ASSIGNED TASK: The number of lines holding the string "addressable" is all that is wanted; count them in the records below.
##########
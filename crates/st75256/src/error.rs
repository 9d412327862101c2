//! Error types for the driver
//!
//! This module defines error types for configuration building ([`BuilderError`])
//! and panel operations ([`Error`]).
//!
//! ## Error Types
//!
//! - [`BuilderError`] - Errors during configuration construction
//! - [`Error`] - Runtime errors during panel operations
//! - [`InterfaceError`](crate::interface::InterfaceError) - Low-level transport errors
//!
//! Every panel operation stops at the first failure and returns it. Nothing is
//! rolled back: state mutated before the failing transfer stays mutated, and the
//! controller may be left in either command set. Recover with
//! [`Panel::init`](crate::Panel::init) or [`Panel::reset`](crate::Panel::reset).
//!
//! ## Example
//!
//! ```
//! use st75256::{Builder, BuilderError, Orientation};
//!
//! let result = Builder::new().bits_per_pixel(2).build();
//! assert!(matches!(result, Err(BuilderError::UnsupportedBitsPerPixel(2))));
//!
//! let result = Orientation::try_from(3u8);
//! assert!(matches!(result, Err(BuilderError::InvalidOrientation(3))));
//! ```

use crate::interface::DisplayInterface;
use crate::transform::InvalidWindow;

/// Number of addressable columns (segment outputs)
pub const MAX_COLUMNS: u16 = 256;

/// Number of addressable pages (8 rows each) in display RAM
pub const MAX_PAGES: u8 = 21;

/// Errors that can occur when driving the panel
///
/// Generic over the interface type to preserve the specific error type.
#[derive(Debug)]
pub enum Error<I: DisplayInterface> {
    /// Transport error, passed through unchanged
    Interface(I::Error),
    /// Draw window is empty or outside the controller's address range
    InvalidWindow(InvalidWindow),
    /// The pixel source holds fewer bytes than the window needs
    BufferTooSmall {
        /// Bytes the window transfers
        required: usize,
        /// Bytes available
        provided: usize,
    },
}

impl<I: DisplayInterface> core::fmt::Display for Error<I> {
    fn fmt(&self, f: &mut core::fmt::Formatter<'_>) -> core::fmt::Result {
        match self {
            Error::Interface(e) => write!(f, "Interface error: {e:?}"),
            Error::InvalidWindow(InvalidWindow {
                x_start,
                y_start,
                x_end,
                y_end,
            }) => write!(
                f,
                "Invalid window: ({x_start}, {y_start}) -> ({x_end}, {y_end}) (max {MAX_COLUMNS} columns, {MAX_PAGES} pages)"
            ),
            Error::BufferTooSmall { required, provided } => {
                write!(
                    f,
                    "Buffer too small: required {required} bytes, provided {provided}"
                )
            }
        }
    }
}

impl<I: DisplayInterface + core::fmt::Debug> core::error::Error for Error<I> {}

impl<I: DisplayInterface> From<InvalidWindow> for Error<I> {
    fn from(window: InvalidWindow) -> Self {
        Error::InvalidWindow(window)
    }
}

/// Errors that can occur when building configuration
///
/// These errors occur before the driver exists, so no transport or GPIO
/// activity has taken place.
#[derive(Debug, PartialEq, Eq)]
pub enum BuilderError {
    /// Only 1 bit per pixel is supported
    UnsupportedBitsPerPixel(u8),
    /// Orientation code other than 0 (256x128) or 1 (128x256)
    InvalidOrientation(u8),
}

impl core::fmt::Display for BuilderError {
    fn fmt(&self, f: &mut core::fmt::Formatter<'_>) -> core::fmt::Result {
        match self {
            BuilderError::UnsupportedBitsPerPixel(bpp) => {
                write!(f, "Unsupported bits per pixel {bpp} (must be 1)")
            }
            BuilderError::InvalidOrientation(code) => {
                write!(f, "Invalid orientation {code} (0 = 256x128, 1 = 128x256)")
            }
        }
    }
}

impl core::error::Error for BuilderError {}
//! Configuration error types

use std::path::PathBuf;
use thiserror::Error;

/// Configuration-related errors.
///
/// All of these surface at construction time; once a tracker exists its
/// configuration can no longer fail.
#[derive(Error, Debug)]
pub enum ConfigError {
    #[error("IO error: {0}")]
    Io(#[from] std::io::Error),

    #[error("Config file not found: {0}")]
    NotFound(PathBuf),

    #[error("Failed to parse config: {0}")]
    Parse(String),

    #[error("Invalid pattern for '{field}': {source}")]
    InvalidPattern {
        field: &'static str,
        #[source]
        source: regex::Error,
    },
}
##########
ANSWER SPACE: 2